Switching back to a 1952 start from an unfished condition in the 04-start-1952
model resulted in dynamics that were much similar to the diagnostic-2019
model (Figure 10), especially in terms of more recent estimates of spawning biomass scale and depletion. The change in how recruitment is modeled between and with the use of the early recruitment period and recruitment bias-adjustment ramp eliminates the large spike in recruitment seen in the diagnostic-2019
model and overall recruitment variability in the 04-start-1952
is moderated relative to the two models. Changing to the 04-start-1952
model did degrade fit to the index in later years (Figure 11).
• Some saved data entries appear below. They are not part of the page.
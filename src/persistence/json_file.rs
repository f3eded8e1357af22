//! Gallery store backed by a single JSON array file.
//!
//! Every operation reads the whole file, and mutations rewrite it through a
//! sibling temp file followed by a rename. A [`tokio::sync::Mutex`] makes
//! each read-modify-write exclusive within the process; the file must not
//! be shared with other writers.

use std::io::ErrorKind;
use std::path::{Path, PathBuf};

use async_trait::async_trait;
use chrono::Utc;
use tokio::sync::Mutex;

use super::GalleryRepository;
use crate::domain::{
    GalleryRecord, ListFilter, NewGalleryRecord, PhotoId, sort_newest_first,
};
use crate::error::SiteError;

/// JSON-file gallery store.
///
/// Ids are millisecond timestamps, bumped past the largest id on file so
/// they stay unique and increasing even for uploads within the same
/// millisecond.
#[derive(Debug)]
pub struct JsonFileGalleryRepository {
    path: PathBuf,
    lock: Mutex<()>,
}

impl JsonFileGalleryRepository {
    /// Opens the store at `path`, creating parent directories as needed.
    /// A missing file is treated as an empty gallery.
    ///
    /// # Errors
    ///
    /// Returns [`SiteError::StoreUnavailable`] if the parent directory
    /// cannot be created.
    pub async fn open(path: impl Into<PathBuf>) -> Result<Self, SiteError> {
        let path = path.into();
        if let Some(parent) = path.parent()
            && !parent.as_os_str().is_empty()
        {
            tokio::fs::create_dir_all(parent)
                .await
                .map_err(|e| store_error(parent, &e))?;
        }
        Ok(Self {
            path,
            lock: Mutex::new(()),
        })
    }

    /// Path of the backing file.
    #[must_use]
    pub fn path(&self) -> &Path {
        &self.path
    }

    async fn load(&self) -> Result<Vec<GalleryRecord>, SiteError> {
        let raw = match tokio::fs::read(&self.path).await {
            Ok(raw) => raw,
            Err(e) if e.kind() == ErrorKind::NotFound => return Ok(Vec::new()),
            Err(e) => return Err(store_error(&self.path, &e)),
        };
        if raw.iter().all(u8::is_ascii_whitespace) {
            return Ok(Vec::new());
        }
        serde_json::from_slice(&raw).map_err(|e| {
            SiteError::StoreUnavailable(format!("{} is not a valid gallery file: {e}", self.path.display()))
        })
    }

    async fn save(&self, records: &[GalleryRecord]) -> Result<(), SiteError> {
        let json = serde_json::to_vec_pretty(records)
            .map_err(|e| SiteError::Internal(format!("gallery serialization failed: {e}")))?;
        let tmp = self.path.with_extension("json.tmp");
        tokio::fs::write(&tmp, json)
            .await
            .map_err(|e| store_error(&tmp, &e))?;
        tokio::fs::rename(&tmp, &self.path)
            .await
            .map_err(|e| store_error(&self.path, &e))
    }
}

fn store_error(path: &Path, err: &std::io::Error) -> SiteError {
    SiteError::StoreUnavailable(format!("{}: {err}", path.display()))
}

fn next_id(records: &[GalleryRecord]) -> PhotoId {
    let now = Utc::now().timestamp_millis();
    let after_last = records
        .iter()
        .map(|r| r.id.get())
        .max()
        .map_or(i64::MIN, |max| max.saturating_add(1));
    PhotoId::new(now.max(after_last))
}

#[async_trait]
impl GalleryRepository for JsonFileGalleryRepository {
    async fn list(&self, filter: ListFilter) -> Result<Vec<GalleryRecord>, SiteError> {
        let _guard = self.lock.lock().await;
        let mut records = self.load().await?;
        records.retain(|r| filter.matches(r));
        sort_newest_first(&mut records);
        Ok(records)
    }

    async fn insert(&self, record: NewGalleryRecord) -> Result<GalleryRecord, SiteError> {
        let _guard = self.lock.lock().await;
        let mut records = self.load().await?;
        let record = record.into_record(next_id(&records), Utc::now());
        records.push(record.clone());
        self.save(&records).await?;
        Ok(record)
    }

    async fn remove(&self, id: PhotoId) -> Result<GalleryRecord, SiteError> {
        let _guard = self.lock.lock().await;
        let mut records = self.load().await?;
        let pos = records
            .iter()
            .position(|r| r.id == id)
            .ok_or(SiteError::PhotoNotFound(id))?;
        let removed = records.remove(pos);
        self.save(&records).await?;
        Ok(removed)
    }

    async fn set_featured(
        &self,
        id: PhotoId,
        featured: bool,
    ) -> Result<GalleryRecord, SiteError> {
        let _guard = self.lock.lock().await;
        let mut records = self.load().await?;
        let record = records
            .iter_mut()
            .find(|r| r.id == id)
            .ok_or(SiteError::PhotoNotFound(id))?;
        record.is_featured = featured;
        let updated = record.clone();
        self.save(&records).await?;
        Ok(updated)
    }
}
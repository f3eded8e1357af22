//! Service layer: business logic orchestration.
//!
//! [`GalleryService`] coordinates record persistence and object storage
//! for the gallery lifecycle.

pub mod gallery_service;

pub use gallery_service::GalleryService;
//! Type-safe gallery record identifier.
//!
//! [`PhotoId`] is a newtype wrapper around `i64` so record ids cannot be
//! confused with other integers (byte sizes, timestamps, counters).

use std::fmt;
use std::str::FromStr;

use serde::{Deserialize, Serialize};

/// Unique identifier for a gallery record.
///
/// Assigned once by the record store at insert time (auto-increment or
/// millisecond timestamp, depending on the backend) and immutable
/// thereafter. It is the only handle used by delete and feature toggle.
#[derive(Debug, Clone, Copy, PartialEq, Eq, PartialOrd, Ord, Hash, Serialize, Deserialize)]
#[serde(transparent)]
pub struct PhotoId(i64);

impl PhotoId {
    /// Wraps a raw id.
    #[must_use]
    pub const fn new(raw: i64) -> Self {
        Self(raw)
    }

    /// Returns the raw id.
    #[must_use]
    pub const fn get(self) -> i64 {
        self.0
    }
}

impl fmt::Display for PhotoId {
    fn fmt(&self, f: &mut fmt::Formatter<'_>) -> fmt::Result {
        write!(f, "{}", self.0)
    }
}

impl FromStr for PhotoId {
    type Err = std::num::ParseIntError;

    fn from_str(s: &str) -> Result<Self, Self::Err> {
        s.trim().parse().map(Self)
    }
}

impl From<i64> for PhotoId {
    fn from(raw: i64) -> Self {
        Self(raw)
    }
}

impl From<PhotoId> for i64 {
    fn from(id: PhotoId) -> Self {
        id.0
    }
}

#[cfg(test)]
#[allow(clippy::panic)]
mod tests {
    use super::*;

    #[test]
    fn display_is_plain_number() {
        assert_eq!(PhotoId::new(1_700_000_000_123).to_string(), "1700000000123");
    }

    #[test]
    fn serializes_transparently() {
        let Ok(json) = serde_json::to_string(&PhotoId::new(42)) else {
            panic!("serialization failed");
        };
        assert_eq!(json, "42");
    }

    #[test]
    fn parses_from_path_segment() {
        let Ok(id) = " 17 ".parse::<PhotoId>() else {
            panic!("parse failed");
        };
        assert_eq!(id.get(), 17);
        assert!("abc".parse::<PhotoId>().is_err());
    }

    #[test]
    fn orders_by_raw_value() {
        assert!(PhotoId::new(2) > PhotoId::new(1));
    }
}
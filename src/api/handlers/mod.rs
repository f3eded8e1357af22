//! REST endpoint handlers organized by resource.

pub mod admin;
pub mod contact;
pub mod gallery;
pub mod pages;
pub mod system;
//! Contact-form mail relay.
//!
//! [`Mailer`] validates a [`crate::domain::ContactMessage`], renders the
//! fixed template and hands it to a [`MailTransport`] exactly once.

pub mod mailer;
pub mod template;

pub use mailer::{MailTransport, Mailer, SmtpRelay};
pub use template::{RenderedMail, render};
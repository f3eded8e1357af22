//! Upload requests and their validation.
//!
//! The HTTP layer collects multipart fields into an [`UploadRequest`];
//! [`UploadRequest::into_plan`] checks that the files match the declared
//! kind before anything touches object storage.

use axum::body::Bytes;

use super::GalleryKind;
use crate::error::SiteError;

/// File-name extensions accepted when the browser sent no content type.
const IMAGE_EXTENSIONS: &[&str] = &[
    "jpg", "jpeg", "png", "gif", "webp", "avif", "heic", "bmp", "tif", "tiff",
];

fn is_plain_extension(ext: &str) -> bool {
    !ext.is_empty() && ext.len() <= 5 && ext.chars().all(|c| c.is_ascii_alphanumeric())
}

/// One image file received from the admin form.
#[derive(Debug, Clone)]
pub struct ImageUpload {
    /// Client-side file name, if the browser sent one.
    pub file_name: Option<String>,
    /// Declared MIME type (e.g. `image/jpeg`).
    pub content_type: Option<String>,
    /// Raw file contents.
    pub bytes: Bytes,
}

impl ImageUpload {
    /// Returns the lowercase file extension to store the object under.
    ///
    /// A declared `image/*` content type decides the extension; the client
    /// file name is only consulted when no content type was sent, and then
    /// only for known image extensions.
    #[must_use]
    pub fn extension(&self) -> Option<String> {
        if let Some(subtype) = self
            .content_type
            .as_deref()
            .and_then(|ct| ct.split(';').next())
            .map(|ct| ct.trim().to_ascii_lowercase())
            .and_then(|ct| ct.strip_prefix("image/").map(str::to_string))
        {
            return match subtype.as_str() {
                "jpeg" | "jpg" | "pjpeg" => Some("jpg".to_string()),
                other if is_plain_extension(other) => Some(other.to_string()),
                _ => None,
            };
        }

        self.file_name
            .as_deref()
            .and_then(|name| name.rsplit_once('.'))
            .map(|(_, ext)| ext.to_ascii_lowercase())
            .filter(|ext| IMAGE_EXTENSIONS.contains(&ext.as_str()))
    }

    fn check(&self, slot: &str) -> Result<(), SiteError> {
        if self.bytes.is_empty() {
            return Err(SiteError::Validation(format!("{slot} file is empty")));
        }
        if let Some(content_type) = self.content_type.as_deref()
            && !content_type.starts_with("image/")
        {
            return Err(SiteError::Validation(format!(
                "{slot} must be an image, got {content_type}"
            )));
        }
        Ok(())
    }
}

/// Raw upload as collected from the form, not yet validated.
#[derive(Debug, Clone, Default)]
pub struct UploadRequest {
    /// Declared kind (`uploadType` field), if any.
    pub upload_type: Option<String>,
    /// Caption entered by the admin.
    pub description: Option<String>,
    /// File for a single upload.
    pub photo: Option<ImageUpload>,
    /// "Before" file for a before/after upload.
    pub photo_before: Option<ImageUpload>,
    /// "After" file for a before/after upload.
    pub photo_after: Option<ImageUpload>,
}

/// Validated files, shaped by kind.
#[derive(Debug, Clone)]
pub enum UploadImages {
    /// One photo.
    Single(ImageUpload),
    /// Before/after pair.
    BeforeAfter {
        /// Photo taken before the work.
        before: ImageUpload,
        /// Photo taken after the work.
        after: ImageUpload,
    },
}

/// A validated upload ready to be written to storage.
#[derive(Debug, Clone)]
pub struct UploadPlan {
    /// Caption, trimmed; blank captions are dropped.
    pub description: Option<String>,
    /// Files to store.
    pub images: UploadImages,
}

impl UploadPlan {
    /// Kind of the record this plan creates.
    #[must_use]
    pub const fn kind(&self) -> GalleryKind {
        match self.images {
            UploadImages::Single(_) => GalleryKind::Single,
            UploadImages::BeforeAfter { .. } => GalleryKind::BeforeAfter,
        }
    }
}

impl UploadRequest {
    /// Validates the request against its declared kind.
    ///
    /// When `upload_type` is absent the kind is inferred from the files
    /// present.
    ///
    /// # Errors
    ///
    /// Returns [`SiteError::Validation`] for an unknown kind, missing files,
    /// files that do not belong to the declared kind, or non-image files.
    pub fn into_plan(self) -> Result<UploadPlan, SiteError> {
        let kind = match self.upload_type.as_deref().map(str::trim) {
            Some(raw) if !raw.is_empty() => GalleryKind::parse(raw)
                .ok_or_else(|| SiteError::Validation(format!("unknown upload type: {raw}")))?,
            _ => self.inferred_kind()?,
        };

        let description = self
            .description
            .map(|d| d.trim().to_string())
            .filter(|d| !d.is_empty());

        let images = match kind {
            GalleryKind::Single => {
                if self.photo_before.is_some() || self.photo_after.is_some() {
                    return Err(SiteError::Validation(
                        "a single upload must not carry before/after files".to_string(),
                    ));
                }
                let photo = self.photo.ok_or_else(|| {
                    SiteError::Validation("a single upload needs a photo file".to_string())
                })?;
                photo.check("photo")?;
                UploadImages::Single(photo)
            }
            GalleryKind::BeforeAfter => {
                if self.photo.is_some() {
                    return Err(SiteError::Validation(
                        "a before-after upload must not carry a single photo".to_string(),
                    ));
                }
                let (Some(before), Some(after)) = (self.photo_before, self.photo_after) else {
                    return Err(SiteError::Validation(
                        "a before-after upload needs both a before and an after file".to_string(),
                    ));
                };
                before.check("before photo")?;
                after.check("after photo")?;
                UploadImages::BeforeAfter { before, after }
            }
        };

        Ok(UploadPlan {
            description,
            images,
        })
    }

    fn inferred_kind(&self) -> Result<GalleryKind, SiteError> {
        match (
            self.photo.is_some(),
            self.photo_before.is_some() || self.photo_after.is_some(),
        ) {
            (true, false) => Ok(GalleryKind::Single),
            (false, true) => Ok(GalleryKind::BeforeAfter),
            (false, false) => Err(SiteError::Validation("no file uploaded".to_string())),
            (true, true) => Err(SiteError::Validation(
                "upload mixes a single photo with before/after files".to_string(),
            )),
        }
    }
}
Excluding size composition data
The next phase of developments considered the effect of removing size composition data from the model that were believed to be unsuitable for use in the model for either data quality, or sampling concerns. Prior to the meeting start, the SPC spent considerable time reviewing the size composition data for each fishery and provided guidance (P. Hamer, pers. comm.) on which data should be excluded. Based on this information, two additional models 05-exclude-bad-comp
and 06-exclude-more-comp
were sequentially developed from 04-start-1952
to remove un-representative data, minimize data conflicts, and improve the fit to the remaining data (index and size composition). Note that these exclusions were largely exploratory and does not necessarily reflect final decisions on the inclusion/exclusion of data for a proposed 2025 stock assessment model. The cumulative changes leading to the 06-exclude-more-comp
are described below.
Length composition changes
- Fleet 1 (JP LL; sub-region 1): Eliminated all length composition due to small sample sizes and temporal patchiness.
- Fleet 2 (JP LL; sub-region 2): Eliminated all length compositions due to conflict with corresponding weight data and temporal patchiness.
- Fleet 6 & 7 (AU LL): Excluded all length compositions due to internal conflict with corresponding weight composition data and temporal patchiness relative to more comprehensive weight data.
- Fleet 8 (NZ LL): Removed all length compositions based on inadequate sample sizes and temporal patchiness.
- Fleet 11 (Aggregate LL; sub-region 1): Targeted removal of 2006-2014 length composition data to exclude TWDW data which may have data quality issues.
- Fleet 12 (Aggregate LL; sub-region 2): Eliminated all length compositions. Mixed-flag fishery compositions are spatiotemporally patchy and may fail to representatively capture aggregate fishery dynamics despite potentially having adequate sampling of individual fleet components.
- Fleet 13 (Aggregate LL; sub-region 3): Same as for Fleet 12.
- Fleet 14 (Aggregate LL; sub-region 4): Removed pre-2006 data that demonstrated anomalously small size observations.
- Fleet 15 (Index): Complete removal of length composition due to conflict with weight composition data and evidence of less comprehensive temporal sampling compared to the weight data.
Weight composition changes
- Fleet 1 (JP longline; sub-region 1): Removed all weight composition data due to small sample sizes and temporal inconsistencies
- Fleet 2 (JP longline; sub-region 2): Specifically removed 1979 weight composition data due to apparent sampling anomalies
- Fleet 10 (NZ recreational): Excluded post-1988 weight composition due to management-induced changes in size selectivity (encouraging non-retention of small individuals) that may bias post-1988 samples
Selectivity changes
The selectivity grouping for Fleet 12 was shared with Fleet 2, given the removal of all composition data for Fleet 12 (see Table 2 for updated fishery definitions).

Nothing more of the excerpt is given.